Proactive Detection with New Relic AI

With New Relic AI's Proactive Detection, you can be notified of unusual app behavior and be provided with an automatic analysis of this unusual behavior in Slack. Or, you can set up a webhook to deliver messages when you need them. These events are automatically available in NRDB for dashboarding, alerting and integration with Incident Intelligence.

Why it matters

With Proactive Detection, New Relic AI delivers insights about anomalies in your production system. Real-time failure warnings alert you when an anomaly is detected, notifications are sent directly in your Slack channel where your teammates can see them and an automatic analysis is provided of the anomaly inside New Relic AI.

How it works

New Relic Proactive Detection uses the following methods to detect anomalies in your app data:

  1. Proactive Detection monitors metric data reported by an APM agent, building a model of your typical application dynamics, and focuses on key golden signals: throughput, response time, and errors.

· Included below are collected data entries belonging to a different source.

use axum::{
    extract::{Path, State},
    http::StatusCode,
    Json,
};
use axum_extra::extract::WithRejection;
use serde_json::json;

use crate::models::Comment;
use crate::session::AdminSession;
use crate::store::StoreError;
use crate::validation::CommentPayload;
use crate::{ApiError, AppState};

pub async fn list_comments(
    State(state): State<AppState>,
    Path(post_id): Path<String>,
) -> Result<Json<Vec<Comment>>, ApiError> {
    tracing::info!("list_comments started");
    if state.store.get_post(&post_id).await?.is_none() {
        return Err(ApiError::NotFound("post"));
    }
    Ok(Json(state.store.list_comments(&post_id).await?))
}

/// Public: visitors leave comments without logging in.
pub async fn add_comment(
    State(state): State<AppState>,
    Path(post_id): Path<String>,
    WithRejection(Json(payload), _): WithRejection<Json<CommentPayload>, ApiError>,
) -> Result<(StatusCode, Json<Comment>), ApiError> {
    tracing::info!("add_comment started");
    let draft = payload.validate()?;

    if state.store.get_post(&post_id).await?.is_none() {
        tracing::error!("add_comment not found post {}", post_id);
        return Err(ApiError::NotFound("post"));
    }

    match state.store.create_comment(&post_id, draft).await {
        Ok(comment) => {
            tracing::info!("add_comment inserted {} on post {}", comment.id, post_id);
            Ok((StatusCode::CREATED, Json(comment)))
        }
        Err(e) => Err(insert_failure(&post_id, e)),
    }
}

/// A post deleted between the existence check and the insert trips the
/// foreign key.
fn insert_failure(post_id: &str, e: StoreError) -> ApiError {
    if e.is_missing_parent() {
        tracing::error!("add_comment post {} vanished before insert", post_id);
        return ApiError::NotFound("post");
    }
    tracing::error!("add_comment failed to insert comment: {:?}", &e);
    e.into()
}

pub async fn delete_comment(
    State(state): State<AppState>,
    _admin: AdminSession,
    Path(id): Path<String>,
) -> Result<Json<serde_json::Value>, ApiError> {
    tracing::info!("delete_comment started");
    if !state.store.delete_comment(&id).await? {
        return Err(ApiError::NotFound("comment"));
    }
    Ok(Json(json!({ "status": "ok", "id": id })))
}

#[cfg(test)]
mod tests {
    use super::*;

    #[test]
    fn vanished_post_is_not_found() {
        let lost = StoreError::Mysql(mysql::Error::MySqlError(mysql::MySqlError {
            state: "23000".to_string(),
            message: "Cannot add or update a child row".to_string(),
            code: 1452,
        }));
        let err = insert_failure("p1", lost);
        assert_eq!(err.status(), StatusCode::NOT_FOUND);
        assert_eq!(err.to_string(), "post not found");

        let other = insert_failure("p1", StoreError::Decode("bad row".to_string()));
        assert_eq!(other.status(), StatusCode::INTERNAL_SERVER_ERROR);
    }
}
use axum::{
    extract::State,
    http::StatusCode,
    response::{IntoResponse, Json, Response},
};
use serde_json::json;

use crate::AppState;

pub async fn health_check_handler(State(state): State<AppState>) -> Response {
    tracing::info!("health_check started");

    match state.store.ping().await {
        Ok(()) => (
            StatusCode::OK,
            Json(json!({
                "status": "ok",
                "message": "database connection is healthy"
            })),
        )
            .into_response(),
        Err(e) => {
            tracing::error!("health_check failed: {:?}", &e);
            (
                StatusCode::SERVICE_UNAVAILABLE,
                Json(json!({
                    "status": "fail",
                    "message": "database is unreachable"
                })),
            )
                .into_response()
        }
    }
}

  2. If one of these golden signals shows anomalous behavior, the system flags it and tracks recovery to normal behavior.

  3. The system adapts to changes in your data, and continuously updates models based on new data.

Receiving notifications: We send notifications when we detect anomalous changes in throughput or response time. The notifications are sent to selected Slack channels, or sent via webhook. When the anomaly goes back to normal, a recovery message is sent.

Anomaly analysis: For each anomaly, we provide a link in Slack to an analyze anomaly page. This page generates automatic insights into the anomaly. The page is also available from the anomaly overview page, which lists all recent anomalies. This page uses your existing APM and Proactive Detection data to provide explanations as to the cause of the anomaly.

Applications will not always generate anomalies, so it can be normal to not receive any detections.

Requirements

To use Proactive Detection, ensure you have:

  • Access to New Relic One, which requires a paid subscription or free trial
  • An APM agent installed on applications to monitor
  • For Slack configuration: the New Relic AI Slack application installed into your Slack workspace by an IT administrator.

For more details, see Data limits.

Set up Proactive Detection

You can configure these features in the Proactive Detection section of the New Relic AI dashboard:

Set up for Slack
  1. Go to one.newrelic.com > New Relic AI > Proactive Detection > Configure.
  2. Select Real-time failure warnings in Slack. Then click plus Add configuration.
  3. Input the following information into the form:
    • Choose a name for your configuration that helps you easily identify it from others in your account.
    • Select an account.
    • Select up to 200 applications. Note that certain applications with low throughput might not be good candidates for Proactive Detection, as they can be more sensitive to smaller amounts of data fluctuation.
    • Choose which Slack channels receive notifications (you can send them to an existing channel or create a new one). This prompts the workflow to add the New Relic AI Slack application to your selected channel.

      If you experience an error when assigning Slack channels, make sure that the New Relic AI Slack application has been added to your Slack workspace.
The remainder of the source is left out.